Threads for DomBlack

  1. 4
    func FormatID(prefix string, id xid.ID) string {
        return fmt.Sprintf("%s_%s", prefix, id)
    }
    
    type AppID struct { xid.ID }
    
    func (a AppID) String() string {
        return FormatID("app", a.ID)
    }
    
    type TraceID struct { xid.ID }
    
    func (t TraceID) String() string  {
        return FormatID("trace", t.ID)
    }
    
    1. 2

      True, there are other ways to do this, but we have 22 other methods on the type for various interfaces, which would result in a lot of boilerplate for us to implement for every resource type we have. We could have code generated it, but generics gave us the code generation for free.

      1. 2

        Are you generating the resource types?

        1. 1

          Yes we do generate some stuff from the resource types, for instance the SQL migrations I mentioned in the blog.
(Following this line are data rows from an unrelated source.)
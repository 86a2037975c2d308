//! Parquet round trips for the cohort reader and the episode writer

use std::fs::File;
use std::path::Path;
use std::sync::Arc;

use arrow::array::{
    Array, ArrayRef, Date32Array, ListBuilder, StringArray, StringBuilder, UInt64Array,
};
use arrow::record_batch::RecordBatch;
use parquet::arrow::ArrowWriter;
use parquet::arrow::arrow_reader::ParquetRecordBatchReaderBuilder;

use crate::utils::{bladder_config, bladder_section, date, record};
use pato_episodes::io::{episodes_to_record_batch, read_cohort, write_episodes};
use pato_episodes::models::Cell;
use pato_episodes::{Episode, PipelineContext, run_cohort};

fn write_batch(path: &Path, batch: &RecordBatch) {
    let file = File::create(path).unwrap();
    let mut writer = ArrowWriter::try_new(file, batch.schema(), None).unwrap();
    writer.write(batch).unwrap();
    writer.close().unwrap();
}

fn list_column(rows: &[&[&str]]) -> ArrayRef {
    let mut builder = ListBuilder::new(StringBuilder::new());
    for values in rows {
        for value in *values {
            builder.values().append_value(value);
        }
        builder.append(true);
    }
    Arc::new(builder.finish())
}

fn list_cohort() -> RecordBatch {
    let a1 = bladder_section("T74000", "urinblære", "biopsi af slimhinde");
    let a2 = bladder_section("T74000", "urinblære", "karcinom");
    let b1 = bladder_section("T75000", "urethra", "biopsi");

    RecordBatch::try_from_iter(vec![
        (
            "cpr",
            Arc::new(StringArray::from(vec!["A", "B"])) as ArrayRef,
        ),
        (
            "pato_diagnoses",
            list_column(&[&[a1.as_str(), a2.as_str()], &[b1.as_str()]]),
        ),
        (
            "pato_received_date",
            list_column(&[&["01.01.2021", "01.06.2021"], &["15.03.2020"]]),
        ),
        (
            "pato_conclusion",
            list_column(&[&["k1", "k2"], &["k3"]]),
        ),
    ])
    .unwrap()
}

#[test]
fn test_read_list_columns() {
    let dir = tempfile::tempdir().unwrap();
    let path = dir.path().join("cohort.parquet");
    write_batch(&path, &list_cohort());

    let table = read_cohort(&path, &bladder_config()).unwrap();
    assert_eq!(table.len(), 2);

    let a = table.row("A").unwrap();
    assert_eq!(
        a.get("pato_received_date"),
        Some(&Cell::List(vec![
            "01.01.2021".to_string(),
            "01.06.2021".to_string()
        ]))
    );
    assert!(!a.contains("cpr"));
    assert_eq!(
        table.row("B").unwrap().get("pato_conclusion"),
        Some(&Cell::List(vec!["k3".to_string()]))
    );
}

#[test]
fn test_flat_rows_are_folded_per_patient() {
    let batch = RecordBatch::try_from_iter(vec![
        (
            "cpr",
            Arc::new(StringArray::from(vec!["A", "B", "A"])) as ArrayRef,
        ),
        (
            "pato_diagnoses",
            Arc::new(StringArray::from(vec!["d1", "d2", "d3"])) as ArrayRef,
        ),
        (
            "pato_received_date",
            Arc::new(StringArray::from(vec![Some("01.01.2021"), Some("02.01.2021"), None]))
                as ArrayRef,
        ),
    ])
    .unwrap();

    let dir = tempfile::tempdir().unwrap();
    let path = dir.path().join("flat.parquet");
    write_batch(&path, &batch);

    let table = read_cohort(&path, &bladder_config()).unwrap();
    let ids: Vec<_> = table.rows().iter().map(|row| row.id.as_str()).collect();
    assert_eq!(ids, vec!["A", "B"]);

    let a = table.row("A").unwrap();
    assert_eq!(
        a.get("pato_diagnoses"),
        Some(&Cell::List(vec!["d1".to_string(), "d3".to_string()]))
    );
    // The null date keeps its position
    assert_eq!(
        a.get("pato_received_date"),
        Some(&Cell::List(vec!["01.01.2021".to_string(), String::new()]))
    );
    assert_eq!(
        table.row("B").unwrap().get("pato_diagnoses"),
        Some(&Cell::Text("d2".to_string()))
    );
}

#[test]
fn test_list_literal_cells() {
    let batch = RecordBatch::try_from_iter(vec![
        ("cpr", Arc::new(StringArray::from(vec!["A"])) as ArrayRef),
        (
            "pato_received_date",
            Arc::new(StringArray::from(vec!["['01.01.2021', nan]"])) as ArrayRef,
        ),
    ])
    .unwrap();

    let dir = tempfile::tempdir().unwrap();
    let path = dir.path().join("literal.parquet");
    write_batch(&path, &batch);

    let table = read_cohort(&path, &bladder_config()).unwrap();
    assert_eq!(
        table.row("A").unwrap().get("pato_received_date"),
        Some(&Cell::List(vec!["01.01.2021".to_string(), String::new()]))
    );
}

#[test]
fn test_flat_diagnosis_ending_in_bracket_stays_scalar() {
    let noted = "[1]\nT74000 urinblære, trigonum\nbiopsi [se note]";
    let batch = RecordBatch::try_from_iter(vec![
        (
            "cpr",
            Arc::new(StringArray::from(vec!["A", "A"])) as ArrayRef,
        ),
        (
            "pato_diagnoses",
            Arc::new(StringArray::from(vec![
                noted.to_string(),
                bladder_section("T74000", "urinblære", "karcinom"),
            ])) as ArrayRef,
        ),
        (
            "pato_received_date",
            Arc::new(StringArray::from(vec!["01.01.2021", "01.06.2021"])) as ArrayRef,
        ),
        (
            "pato_conclusion",
            Arc::new(StringArray::from(vec!["k1", "k2"])) as ArrayRef,
        ),
    ])
    .unwrap();

    let dir = tempfile::tempdir().unwrap();
    let path = dir.path().join("flat_noted.parquet");
    write_batch(&path, &batch);

    let ctx = PipelineContext::from_config(bladder_config()).unwrap();
    let table = read_cohort(&path, &ctx.config).unwrap();
    let a = table.row("A").unwrap();
    assert_eq!(
        a.get("pato_diagnoses").map(Cell::sequence_len),
        Some(2)
    );
    assert_eq!(
        a.get("pato_diagnoses").unwrap().to_sequence()[0],
        noted
    );

    let output = run_cohort(&table, &ctx).unwrap();
    assert_eq!(output.report.patients_failed, 0);
    assert_eq!(output.classification.len(), 2);
}

#[test]
fn test_missing_patient_column() {
    let batch = RecordBatch::try_from_iter(vec![(
        "id",
        Arc::new(StringArray::from(vec!["A"])) as ArrayRef,
    )])
    .unwrap();

    let dir = tempfile::tempdir().unwrap();
    let path = dir.path().join("no_cpr.parquet");
    write_batch(&path, &batch);

    assert!(read_cohort(&path, &bladder_config()).is_err());
    assert!(read_cohort(&dir.path().join("missing.parquet"), &bladder_config()).is_err());
}

#[test]
fn test_episode_batch_layout() {
    let episode = Episode::from_record(record(
        "A",
        date(1970, 1, 11),
        &[("SampleSite", Some("urinblære")), ("Histology", None)],
        "biopsi",
    ));
    let categories = vec!["SampleSite".to_string(), "Histology".to_string()];

    let batch = episodes_to_record_batch(&[episode], &categories).unwrap();
    let schema = batch.schema();
    let names: Vec<_> = schema.fields().iter().map(|f| f.name().as_str()).collect();
    assert_eq!(
        names,
        vec![
            "patient_id",
            "diagnosis_date",
            "first_date",
            "record_count",
            "SampleSite",
            "Histology",
            "remainder",
        ]
    );

    let dates = batch
        .column(1)
        .as_any()
        .downcast_ref::<Date32Array>()
        .unwrap();
    assert_eq!(dates.value(0), 10);
    let counts = batch
        .column(3)
        .as_any()
        .downcast_ref::<UInt64Array>()
        .unwrap();
    assert_eq!(counts.value(0), 1);
    let histology = batch
        .column(5)
        .as_any()
        .downcast_ref::<StringArray>()
        .unwrap();
    assert!(histology.is_null(0));

    let clash = vec!["remainder".to_string()];
    assert!(episodes_to_record_batch(&[], &clash).is_err());
}

#[test]
fn test_cohort_end_to_end() {
    let dir = tempfile::tempdir().unwrap();
    let input = dir.path().join("cohort.parquet");
    write_batch(&input, &list_cohort());

    let ctx = PipelineContext::from_config(bladder_config()).unwrap();
    let table = read_cohort(&input, &ctx.config).unwrap();
    let output = run_cohort(&table, &ctx).unwrap();
    assert_eq!(output.classification.initial.len(), 2);
    assert_eq!(output.classification.recurrence.len(), 1);

    let categories = ctx.field_names();
    let initial_path = dir.path().join("initial.parquet");
    write_episodes(&initial_path, &output.classification.initial, &categories).unwrap();

    let reader = ParquetRecordBatchReaderBuilder::try_new(File::open(&initial_path).unwrap())
        .unwrap()
        .build()
        .unwrap();
    let batches: Vec<RecordBatch> = reader.map(|batch| batch.unwrap()).collect();
    let rows: usize = batches.iter().map(RecordBatch::num_rows).sum();
    assert_eq!(rows, 2);

    let batch = &batches[0];
    let site_idx = batch.schema().index_of("SampleSite").unwrap();
    let sites = batch
        .column(site_idx)
        .as_any()
        .downcast_ref::<StringArray>()
        .unwrap();
    assert_eq!(sites.value(0), "urinblære");
    assert_eq!(sites.value(1), "urethra");
}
          As I mentioned in the blog I think code generation and generics are not mutually exclusive concepts and can be used together to create better outcomes for developers

    1. 3

      I frequently see “newtypes” (in Haskell-speak) and sometimes phantom type parameters for IDs, but it’s really not clear to me how much benefit this approach produces over a type alias. That is, for the classes of bugs that type ID string catches, but type ID = string would not, how often does those actually occur? My experience is: Not often.

      1. 1

        A type alias of type ID = string would make all different types of identifiers equivalent from the type checker’s perspective. Since identifiers are so pervasive in backend development this was the main class of bugs we wanted to prevent, as it’s quite easy to call a function with the wrong type of identifier (especially after refactoring). But YMMV of course.

        1. 3

          My experience is that this class of bugs is relatively uncommon and easy to catch/fix.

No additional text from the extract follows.